> Material provided:
BEGIN

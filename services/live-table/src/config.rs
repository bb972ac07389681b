use std::path::PathBuf;

use punto_execution::{BetPolicy, EngineConfig, PhaseConfig, BACCARAT_DECKS};

/// Host settings read from `PUNTO_*` environment variables.
#[derive(Clone, Debug)]
pub struct LiveTableConfig {
    pub engine: EngineConfig,
    pub tick_ms: u64,
    pub decks: u8,
    /// Fixed shoe seed for reproducible local runs.
    pub shoe_seed: Option<u64>,
    /// Append finished rounds here as JSON lines; log them when unset.
    pub history_path: Option<PathBuf>,
}

impl LiveTableConfig {
    pub fn from_env() -> Self {
        Self::from_lookup(|key| std::env::var(key).ok())
    }

    fn from_lookup(lookup: impl Fn(&str) -> Option<String>) -> Self {
        let defaults = EngineConfig::default();
        let read = |key: &str, fallback: u64| -> u64 {
            lookup(key)
                .and_then(|raw| raw.trim().parse::<u64>().ok())
                .unwrap_or(fallback)
        };
        let read_opt = |key: &str| -> Option<u64> {
            lookup(key).and_then(|raw| raw.trim().parse::<u64>().ok())
        };

        let phases = PhaseConfig::new(
            read("PUNTO_BETTING_MS", defaults.phases.betting_ms),
            read("PUNTO_REVEAL_MS", defaults.phases.reveal_ms),
            read("PUNTO_COOLDOWN_MS", defaults.phases.cooldown_ms),
        );
        let bet_policy = match lookup("PUNTO_BET_POLICY").as_deref().map(str::trim) {
            Some("multi") | Some("multi-category") => BetPolicy::MultiCategory,
            _ => BetPolicy::SingleCategory,
        };

        Self {
            engine: EngineConfig {
                phases,
                next_game_delay_ms: read("PUNTO_NEXT_GAME_DELAY_MS", defaults.next_game_delay_ms),
                max_pending_ops: read("PUNTO_MAX_PENDING_OPS", defaults.max_pending_ops as u64)
                    as usize,
                max_process_attempts: read(
                    "PUNTO_MAX_PROCESS_ATTEMPTS",
                    u64::from(defaults.max_process_attempts),
                )
                .min(u64::from(u32::MAX)) as u32,
                bet_policy,
                min_bet: read("PUNTO_MIN_BET", defaults.min_bet),
                max_bet: read_opt("PUNTO_MAX_BET"),
                max_games_per_session: read_opt("PUNTO_MAX_GAMES_PER_SESSION")
                    .map(|games| games.min(u64::from(u32::MAX)) as u32),
            },
            tick_ms: read("PUNTO_TICK_MS", 250),
            decks: read("PUNTO_DECKS", u64::from(BACCARAT_DECKS)).clamp(1, 32) as u8,
            shoe_seed: read_opt("PUNTO_SHOE_SEED"),
            history_path: lookup("PUNTO_HISTORY_PATH")
                .map(|raw| raw.trim().to_string())
                .filter(|raw| !raw.is_empty())
                .map(PathBuf::from),
        }
    }
}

END

> Task directions: Repeat the data precisely, line by line.

> Output:
filename services/live-table/src/config.rs
repository bb972ac07389681b
use std::path::PathBuf;

use punto_execution::{BetPolicy, EngineConfig, PhaseConfig, BACCARAT_DECKS};

/// Host settings read from `PUNTO_*` environment variables.
#[derive(Clone, Debug)]
pub struct LiveTableConfig {
    pub engine: EngineConfig,
    pub tick_ms: u64,
    pub decks: u8,
    /// Fixed shoe seed for reproducible local runs.
    pub shoe_seed: Option<u64>,
    /// Append finished rounds here as JSON lines; log them when unset.
    pub history_path: Option<PathBuf>,
}

impl LiveTableConfig {
    pub fn from_env() -> Self {
        Self::from_lookup(|key| std::env::var(key).ok())
    }

    fn from_lookup(lookup: impl Fn(&str) -> Option<String>) -> Self {
        let defaults = EngineConfig::default();
        let read = |key: &str, fallback: u64| -> u64 {
            lookup(key)
                .and_then(|raw| raw.trim().parse::<u64>().ok())
                .unwrap_or(fallback)
        };
        let read_opt = |key: &str| -> Option<u64> {
            lookup(key).and_then(|raw| raw.trim().parse::<u64>().ok())
        };

        let phases = PhaseConfig::new(
            read("PUNTO_BETTING_MS", defaults.phases.betting_ms),
            read("PUNTO_REVEAL_MS", defaults.phases.reveal_ms),
            read("PUNTO_COOLDOWN_MS", defaults.phases.cooldown_ms),
        );
        let bet_policy = match lookup("PUNTO_BET_POLICY").as_deref().map(str::trim) {
            Some("multi") | Some("multi-category") => BetPolicy::MultiCategory,
            _ => BetPolicy::SingleCategory,
        };

        Self {
            engine: EngineConfig {
                phases,
                next_game_delay_ms: read("PUNTO_NEXT_GAME_DELAY_MS", defaults.next_game_delay_ms),
                max_pending_ops: read("PUNTO_MAX_PENDING_OPS", defaults.max_pending_ops as u64)
                    as usize,
                max_process_attempts: read(
                    "PUNTO_MAX_PROCESS_ATTEMPTS",
                    u64::from(defaults.max_process_attempts),
                )
                .min(u64::from(u32::MAX)) as u32,
                bet_policy,
                min_bet: read("PUNTO_MIN_BET", defaults.min_bet),
                max_bet: read_opt("PUNTO_MAX_BET"),
                max_games_per_session: read_opt("PUNTO_MAX_GAMES_PER_SESSION")
                    .map(|games| games.min(u64::from(u32::MAX)) as u32),
            },
            tick_ms: read("PUNTO_TICK_MS", 250),
            decks: read("PUNTO_DECKS", u64::from(BACCARAT_DECKS)).clamp(1, 32) as u8,
            shoe_seed: read_opt("PUNTO_SHOE_SEED"),
            history_path: lookup("PUNTO_HISTORY_PATH")
                .map(|raw| raw.trim().to_string())
                .filter(|raw| !raw.is_empty())
                .map(PathBuf::from),
        }
    }
}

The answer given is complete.